Section 5.2.Additional Covenants.
(a)Sale. The Seller agrees to treat the conveyances hereunder as sales for all purposes (including legal and bankruptcy purposes) on all relevant books, records, tax returns, financial statements and other applicable documents, and from and after the Purchase Date relating to any Related Receivables, the Seller shall not take any action inconsistent with the Purchaser’s absolute ownership of the Related Receivables and shall not claim any ownership interest in the Related Receivables; provided, that the financial statements of the Purchaser may be consolidated with those of the Seller in accordance with GAAP. The Seller will not make any transfer of Receivables hereunder if the Seller or the Purchaser is then insolvent or would be rendered insolvent thereby.
(b)Non‑Petition. The Seller covenants and agrees that, to the fullest extent permitted by applicable law, it will not take any action to pursue any remedy against the Purchaser that it may have hereunder, in law, in equity or otherwise, until one (1) year and one (1) day have passed since the date on which all Obligations under the Loan and Security Agreement have been paid in full. The Purchaser and the Seller agree that damages will not be an adequate remedy for breach of this covenant and that this covenant may be specifically enforced by the Purchaser.
(c)Cooperation.
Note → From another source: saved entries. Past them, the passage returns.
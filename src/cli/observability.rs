//! Logging subscriber initialisation.

use std::io;

use thiserror::Error;
use tracing_subscriber::{
    EnvFilter, Registry,
    layer::{Layer, SubscriberExt},
    util::{SubscriberInitExt, TryInitError},
};

use super::config::{LogFormat, LoggingConfig};

/// Errors raised while installing the subscriber.
#[derive(Debug, Error)]
pub(crate) enum ObservabilityError {
    /// A global subscriber was already installed.
    #[error("failed to initialise logging: {0}")]
    Init(#[from] TryInitError),
}

/// Install the global subscriber. Logs go to stderr so command output stays clean.
pub(crate) fn init(config: &LoggingConfig) -> Result<(), ObservabilityError> {
    match config.log_format {
        LogFormat::Compact => init_subscriber(
            config,
            tracing_subscriber::fmt::layer()
                .compact()
                .with_writer(io::stderr)
                .with_target(true)
                .with_file(true)
                .with_line_number(true),
        ),
        LogFormat::Json => init_subscriber(
            config,
            tracing_subscriber::fmt::layer()
                .json()
                .with_writer(io::stderr)
                .with_current_span(true)
                .with_span_list(true)
                .with_target(true),
        ),
    }
}

fn build_env_filter(config: &LoggingConfig) -> EnvFilter {
    EnvFilter::try_new(&config.log_level).unwrap_or_else(|_err| EnvFilter::new("info"))
}

fn init_subscriber<L>(config: &LoggingConfig, fmt_layer: L) -> Result<(), ObservabilityError>
where
    L: Layer<Registry> + Send + Sync + 'static,
{
    tracing_subscriber::registry()
        .with(fmt_layer)
        .with(build_env_filter(config))
        .try_init()?;

    Ok(())
}
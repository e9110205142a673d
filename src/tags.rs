//! Tags
//!
//! Free-text product tags, kept in the order the catalog lists them.

use smallvec::SmallVec;

/// A deduplicated list of product tags using `SmallVec<[String; 5]>` for the common case.
#[derive(Debug, Clone, Default, PartialEq, Eq)]
pub struct TagSet {
    tags: SmallVec<[String; 5]>,
}

impl TagSet {
    /// Create a new tag set, dropping exact duplicates while keeping first occurrences in order.
    #[must_use]
    pub fn new(tags: SmallVec<[String; 5]>) -> Self {
        let mut set = Self::default();

        for tag in tags {
            set.add(tag);
        }

        set
    }

    /// Create a new tag set from string slices.
    pub fn from_strs(tags: &[&str]) -> Self {
        tags.iter().map(ToString::to_string).collect()
    }

    /// Add a tag unless the exact same text is already present.
    pub fn add(&mut self, tag: impl Into<String>) {
        let tag = tag.into();

        if !self.contains(&tag) {
            self.tags.push(tag);
        }
    }

    /// Check if the set contains the exact tag text.
    pub fn contains(&self, tag: &str) -> bool {
        self.tags.iter().any(|existing| existing == tag)
    }

    /// Check whether any tag contains `needle` as a substring, ignoring case.
    ///
    /// `needle` must already be lowercase.
    pub fn any_contains_lowercase(&self, needle: &str) -> bool {
        self.tags
            .iter()
            .any(|tag| tag.to_lowercase().contains(needle))
    }

    /// Iterate over the tags in catalog order.
    pub fn iter(&self) -> impl Iterator<Item = &str> {
        self.tags.iter().map(String::as_str)
    }

    /// Number of tags.
    pub fn len(&self) -> usize {
        self.tags.len()
    }

    /// Check if there are no tags.
    pub fn is_empty(&self) -> bool {
        self.tags.is_empty()
    }

    /// Copy the tags out as owned strings.
    #[must_use]
    pub fn to_strs(&self) -> SmallVec<[String; 5]> {
        self.tags.clone()
    }
}

impl FromIterator<String> for TagSet {
    fn from_iter<I: IntoIterator<Item = String>>(iter: I) -> Self {
        let mut set = Self::default();

        for tag in iter {
            set.add(tag);
        }

        set
    }
}

#[cfg(test)]
mod tests {
    use smallvec::smallvec;

    use super::*;

    #[test]
    fn new_keeps_order_and_drops_duplicates() {
        let tags = TagSet::new(smallvec![
            "wallet".to_string(),
            "leather".to_string(),
            "wallet".to_string(),
        ]);

        assert_eq!(tags.iter().collect::<Vec<_>>(), vec!["wallet", "leather"]);
    }

    #[test]
    fn duplicates_are_case_sensitive() {
        let tags = TagSet::from_strs(&["Wallet", "wallet"]);

        assert_eq!(tags.len(), 2);
    }

    #[test]
    fn contains_is_exact() {
        let tags = TagSet::from_strs(&["Hardware"]);

        assert!(tags.contains("Hardware"));
        assert!(!tags.contains("hardware"));
    }

    #[test]
    fn any_contains_lowercase_matches_substrings_ignoring_case() {
        let tags = TagSet::from_strs(&["Security", "Wallet", "2FA"]);

        assert!(tags.any_contains_lowercase("wall"));
        assert!(tags.any_contains_lowercase("2fa"));
        assert!(!tags.any_contains_lowercase("leather"));
    }

    #[test]
    fn empty_set() {
        let tags = TagSet::default();

        assert!(tags.is_empty());
        assert_eq!(tags.len(), 0);
        assert!(!tags.any_contains_lowercase(""));
    }
}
If an Event of Default shall have occurred and be continuing, the Seller and the Purchaser shall cooperate with and provide all information and access reasonably requested by the Agent in connection with any actions taken in connection therewith pursuant to the Loan Documents.
(d)Accounts. The Seller covenants and agrees it shall not, nor direct any Person to, deposit any Collections with respect to the Related Receivables in any account other than the Collateral Account, the Collection Receipt Accounts or, with respect to Collections in the form of checks, the Xxxxx Fargo Account.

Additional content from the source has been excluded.